Aminoácido comum presente na dieta mostra potencial contra inflamações graves
A metionina, um aminoácido presente em alimentos como feijão, ovos, carnes, peixes e castanhas, ajudou camundongos a sobreviverem a infecções graves e inflamações potencialmente fatais em um novo estudo.
A descoberta chamou a atenção dos pesquisadores porque a substância não atuou diretamente no sistema imunológico. Em vez disso, ela aumentou a capacidade dos rins de eliminar moléculas inflamatórias associadas a danos nos tecidos e ao agravamento de doenças.
Os resultados foram publicados na revista científica Cell Metabolism por pesquisadores do Instituto Salk, nos Estados Unidos, que investigam como fatores biológicos e nutricionais influenciam a recuperação do organismo durante infecções e processos inflamatórios.
Como a metionina influenciou a inflamação
Para conduzir o estudo, os cientistas utilizaram um modelo experimental de inflamação sistêmica provocado pela bactéria Yersinia pseudotuberculosis. Durante as análises, a equipe observou que os camundongos infectados apresentavam níveis reduzidos de metionina no sangue.
A partir dessa constatação, um grupo passou a receber uma dieta suplementada com o aminoácido.
Os testes mostraram que a metionina aumentou o fluxo sanguíneo nos rins e melhorou a capacidade de filtração renal. Como consequência, o organismo eliminou com mais eficiência citocinas pró-inflamatórias, proteínas produzidas pelo sistema imunológico que ajudam a combater infecções, mas que podem causar danos quando se acumulam em excesso.
De acordo com os autores, esse mecanismo reduziu a inflamação sem comprometer outras funções essenciais da resposta imune, permitindo que os animais continuassem combatendo a infecção.

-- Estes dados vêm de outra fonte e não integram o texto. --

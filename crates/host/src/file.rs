use std::collections::HashMap;
use std::fs;
use std::path::{Path, PathBuf};

use anyhow::{Context, Result, bail};
use async_trait::async_trait;
use tokio::io::AsyncWriteExt;
use tokio::sync::Mutex;
use uuid::Uuid;

use crate::worldbook::{EntryField, FieldValue, Worldbook, WorldbookEntry};

/// File-backed [`Worldbook`] used by the CLI.  Every store lives in one JSON
/// document keyed by store name; each mutation rewrites the file atomically.
#[derive(Debug)]
pub struct FileWorldbook {
    path: PathBuf,
    books: Mutex<HashMap<String, Vec<WorldbookEntry>>>,
}

impl FileWorldbook {
    /// Open (or create) the worldbook file at `path`.
    ///
    /// An unreadable file is renamed to a `.corrupt` sibling and replaced
    /// with an empty book set.
    pub fn open(path: impl Into<PathBuf>) -> Result<Self> {
        let path = path.into();
        let books = match fs::read_to_string(&path) {
            Ok(raw) => match serde_json::from_str(&raw) {
                Ok(books) => books,
                Err(err) => {
                    let corrupt_path = sibling_path(&path, "corrupt");
                    tracing::warn!(
                        error = %err,
                        path = %path.display(),
                        corrupt = %corrupt_path.display(),
                        "worldbook file unreadable, starting fresh (original moved aside)"
                    );
                    let _ = fs::rename(&path, &corrupt_path);
                    HashMap::new()
                }
            },
            Err(err) if err.kind() == std::io::ErrorKind::NotFound => HashMap::new(),
            Err(err) => {
                return Err(err).context(format!("reading worldbook file {}", path.display()));
            }
        };
        Ok(Self {
            path,
            books: Mutex::new(books),
        })
    }

    pub fn path(&self) -> &Path {
        &self.path
    }

    /// Atomically replace the file with the current book set.
    ///
    /// Written to a `.tmp` sibling, `fsync`'d, then renamed over the
    /// original; a crash before the rename leaves the old file untouched.
    /// The `.tmp` file is cleaned up on any error path.
    async fn persist(&self, books: &HashMap<String, Vec<WorldbookEntry>>) -> Result<()> {
        if let Some(parent) = self.path.parent() {
            tokio::fs::create_dir_all(parent).await?;
        }

        let tmp_path = sibling_path(&self.path, "tmp");
        let write_result: Result<()> = async {
            let rendered = serde_json::to_string_pretty(books)?;
            let mut file = tokio::fs::OpenOptions::new()
                .create(true)
                .write(true)
                .truncate(true)
                .open(&tmp_path)
                .await?;
            file.write_all(rendered.as_bytes()).await?;
            file.write_all(b"\n").await?;
            file.flush().await?;
            file.sync_all().await?;
            Ok(())
        }
        .await;

        if let Err(err) = write_result {
            let _ = tokio::fs::remove_file(&tmp_path).await;
            return Err(err);
        }

        if let Err(err) = tokio::fs::rename(&tmp_path, &self.path).await {
            let _ = tokio::fs::remove_file(&tmp_path).await;
            return Err(err.into());
        }

        Ok(())
    }
}

fn sibling_path(path: &Path, suffix: &str) -> PathBuf {
    let filename = path
        .file_name()
        .map(|name| name.to_string_lossy().to_string())
        .unwrap_or_else(|| "worldbooks.json".to_string());
    path.with_file_name(format!("{filename}.{suffix}"))
}

#[async_trait]
impl Worldbook for FileWorldbook {
    async fn chat_bound_store_name(&self) -> Result<Option<String>> {
        Ok(None)
    }

    async fn create_entry(&self, store: &str, keys: &[String], content: &str) -> Result<String> {
        let mut books = self.books.lock().await;
        let id = Uuid::new_v4().to_string();
        books
            .entry(store.to_string())
            .or_default()
            .push(WorldbookEntry::new(&id, keys, content));
        self.persist(&books).await?;
        Ok(id)
    }

    async fn set_field(
        &self,
        store: &str,
        id: &str,
        field: EntryField,
        value: FieldValue,
    ) -> Result<()> {
        let mut books = self.books.lock().await;
        let Some(entry) = books
            .get_mut(store)
            .and_then(|entries| entries.iter_mut().find(|entry| entry.id == id))
        else {
            bail!("entry {id:?} not found in worldbook {store:?}");
        };
        entry.apply_field(field, value)?;
        self.persist(&books).await
    }

    async fn get_field(
        &self,
        store: &str,
        id: &str,
        field: EntryField,
    ) -> Result<Option<FieldValue>> {
        let books = self.books.lock().await;
        Ok(books
            .get(store)
            .and_then(|entries| entries.iter().find(|entry| entry.id == id))
            .map(|entry| entry.read_field(field)))
    }

    async fn list_entries(&self, store: &str) -> Result<Vec<WorldbookEntry>> {
        let books = self.books.lock().await;
        Ok(books.get(store).cloned().unwrap_or_default())
    }

    async fn disable_entry(&self, store: &str, id: &str) -> Result<()> {
        self.set_field(store, id, EntryField::Disabled, FieldValue::Flag(true))
            .await
    }
}

// ── Tests ────────────────────────────────────────────────────────────────────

Rins tiveram papel central na proteção
A inflamação é uma resposta natural do organismo a ameaças como infecções, lesões e outros agentes potencialmente nocivos. No entanto, quando ocorre de forma descontrolada, pode provocar danos aos tecidos e aumentar o risco de complicações graves.
Os resultados sugerem que os rins desempenham um papel mais importante nesse processo do que se acreditava anteriormente. Ao aumentar a eliminação de moléculas inflamatórias pela urina, o órgão ajudou a impedir que a resposta inflamatória atingisse níveis prejudiciais.
Além de apresentarem menor risco de morte, os camundongos suplementados com metionina também ficaram protegidos contra perda de massa muscular e alterações na barreira hematoencefálica.
Efeitos também apareceram em outros modelos
Os pesquisadores avaliaram ainda o impacto da metionina em modelos experimentais de sepse e lesão renal.
Nesses testes, os resultados seguiram o mesmo padrão observado nos animais infectados. A suplementação esteve associada a uma proteção maior contra danos relacionados à inflamação, sugerindo que o mecanismo pode ter relevância em diferentes contextos de doença.
Para os autores, as descobertas reforçam a influência da nutrição sobre a resposta do organismo a infecções, sepse e outras condições inflamatórias.